My professional independent observer opinion (not based on my 2 years of working at Groq) would have me assume that their COGS to achieve these performance numbers would exceed several million dollars, so depreciating that over expected usage at the theoretical prices they have posted seems impractical, so from an actual performance per dollar standpoint they don’t seem viable, but do have a very cool demo of an insane level of performance if you throw cost concerns out the window.
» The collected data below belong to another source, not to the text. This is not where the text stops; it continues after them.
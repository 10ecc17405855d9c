//! Material coefficients looked up by element attribute.
use crate::config::{Coefficient, MaterialConfig};
use crate::error::EstimatorError;
use crate::mesh::ParMesh;
use nalgebra::SMatrix;
use std::collections::BTreeMap;

/// Per-attribute material coefficient tensors.
pub trait MaterialProvider<const D: usize>: Sync {
    fn has_attribute(&self, attribute: usize) -> bool;

    /// The inverse magnetic permeability `μ⁻¹`.
    fn inv_permeability(&self, attribute: usize) -> Option<&SMatrix<f64, D, D>>;

    /// The real part of the electric permittivity `ε`.
    fn permittivity_real(&self, attribute: usize) -> Option<&SMatrix<f64, D, D>>;
}

#[derive(Debug, Copy, Clone, PartialEq, Eq)]
pub enum MaterialProperty {
    InvPermeability,
    Permittivity,
}

#[derive(Debug, Clone, PartialEq)]
pub struct Material<const D: usize> {
    pub permeability: SMatrix<f64, D, D>,
    pub inv_permeability: SMatrix<f64, D, D>,
    pub permittivity: SMatrix<f64, D, D>,
}

impl<const D: usize> Material<D> {
    /// A material with diagonal permeability and permittivity tensors.
    pub fn diagonal(permeability: &Coefficient, permittivity: &Coefficient) -> Result<Self, EstimatorError> {
        let mu = permeability.to_diagonal::<D>("permeability")?;
        let eps = permittivity.to_diagonal::<D>("permittivity")?;
        Ok(Self {
            permeability: SMatrix::from_diagonal(&mu),
            inv_permeability: SMatrix::from_diagonal(&mu.map(|m| 1.0 / m)),
            permittivity: SMatrix::from_diagonal(&eps),
        })
    }
}

/// Materials of a mesh, each assigned to a set of element attributes.
#[derive(Debug, Clone, PartialEq)]
pub struct MaterialTable<const D: usize> {
    materials: Vec<Material<D>>,
    attribute_to_material: BTreeMap<usize, usize>,
}

impl<const D: usize> MaterialTable<D> {
    /// A single vacuum material (`μ = ε = 1`) for all the given attributes.
    pub fn vacuum(attributes: impl IntoIterator<Item = usize>) -> Self {
        let vacuum = Material {
            permeability: SMatrix::identity(),
            inv_permeability: SMatrix::identity(),
            permittivity: SMatrix::identity(),
        };
        Self {
            materials: vec![vacuum],
            attribute_to_material: attributes.into_iter().map(|attr| (attr, 0)).collect(),
        }
    }

    pub fn from_config(configs: &[MaterialConfig]) -> Result<Self, EstimatorError> {
        let mut materials = Vec::with_capacity(configs.len());
        let mut attribute_to_material = BTreeMap::new();
        for (idx, config) in configs.iter().enumerate() {
            if config.attributes.is_empty() {
                return Err(EstimatorError::InvalidMaterial(format!(
                    "material {} does not list any attributes",
                    idx
                )));
            }
            materials.push(Material::diagonal(&config.permeability, &config.permittivity)?);
            for &attribute in &config.attributes {
                if attribute_to_material.insert(attribute, idx).is_some() {
                    return Err(EstimatorError::InvalidMaterial(format!(
                        "attribute {} is assigned to more than one material",
                        attribute
                    )));
                }
            }
        }
        Ok(Self {
            materials,
            attribute_to_material,
        })
    }

    pub fn material(&self, attribute: usize) -> Option<&Material<D>> {
        self.attribute_to_material
            .get(&attribute)
            .map(|&idx| &self.materials[idx])
    }
}

impl<const D: usize> MaterialProvider<D> for MaterialTable<D> {
    fn has_attribute(&self, attribute: usize) -> bool {
        self.attribute_to_material.contains_key(&attribute)
    }

    fn inv_permeability(&self, attribute: usize) -> Option<&SMatrix<f64, D, D>> {
        self.material(attribute).map(|m| &m.inv_permeability)
    }

    fn permittivity_real(&self, attribute: usize) -> Option<&SMatrix<f64, D, D>> {
        self.material(attribute).map(|m| &m.permittivity)
    }
}

/// A material coefficient tensor for each local element of a mesh.
#[derive(Debug, Clone)]
pub struct ElementCoefficients<const D: usize> {
    tensors: Vec<SMatrix<f64, D, D>>,
}

impl<const D: usize> ElementCoefficients<D> {
    /// Looks up the coefficient of every local element.
    ///
    /// Fails if any attribute of the global mesh has no material, so that all ranks agree
    /// on the outcome.
    pub fn from_material<M>(material: &M, mesh: &ParMesh<D>, property: MaterialProperty) -> Result<Self, EstimatorError>
    where
        M: ?Sized + MaterialProvider<D>,
    {
        if let Some(attribute) = mesh
            .global_mesh()
            .distinct_attributes()
            .into_iter()
            .find(|&attr| !material.has_attribute(attr))
        {
            return Err(EstimatorError::MissingMaterial { attribute });
        }

        let tensors = (0..mesh.num_elements())
            .map(|e| {
                let attribute = mesh.element_attribute(e);
                let tensor = match property {
                    MaterialProperty::InvPermeability => material.inv_permeability(attribute),
                    MaterialProperty::Permittivity => material.permittivity_real(attribute),
                };
                tensor
                    .copied()
                    .ok_or(EstimatorError::MissingMaterial { attribute })
            })
            .collect::<Result<Vec<_>, _>>()?;
        Ok(Self { tensors })
    }

    pub fn element_coefficient(&self, element_index: usize) -> &SMatrix<f64, D, D> {
        &self.tensors[element_index]
    }

    pub fn len(&self) -> usize {
        self.tensors.len()
    }

    pub fn is_empty(&self) -> bool {
        self.tensors.is_empty()
    }
}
[0]: https://www.nextplatform.com/2023/11/27/groq-says-it-can-dep...
trsohmers
·2 года назад·discuss
Yes; Mamba was a very easy match, with Hyena also being a good match, but could be greatly optimized with some minimal changes to the model architecture or hardware design.
trsohmers
·2 года назад·discuss
"The current round" of AI accelerators you are referring to are things that were designed 2015-2022; There are a number of startups (including my own) that are actually designing for the real bottlenecks that differentiate Transformers (plus SSMs and other emerging architectures) from "old" CNNs, RNNs, etc.

Obviously I think my company is doing this in an unique and "correct" way, but I know of half a dozen other companies founded in the past ~18 months that are focused on the memory capacity and bandwidth bottlenecks that exist... the massive failures of the previous decade do not mean that they are going to be repeated.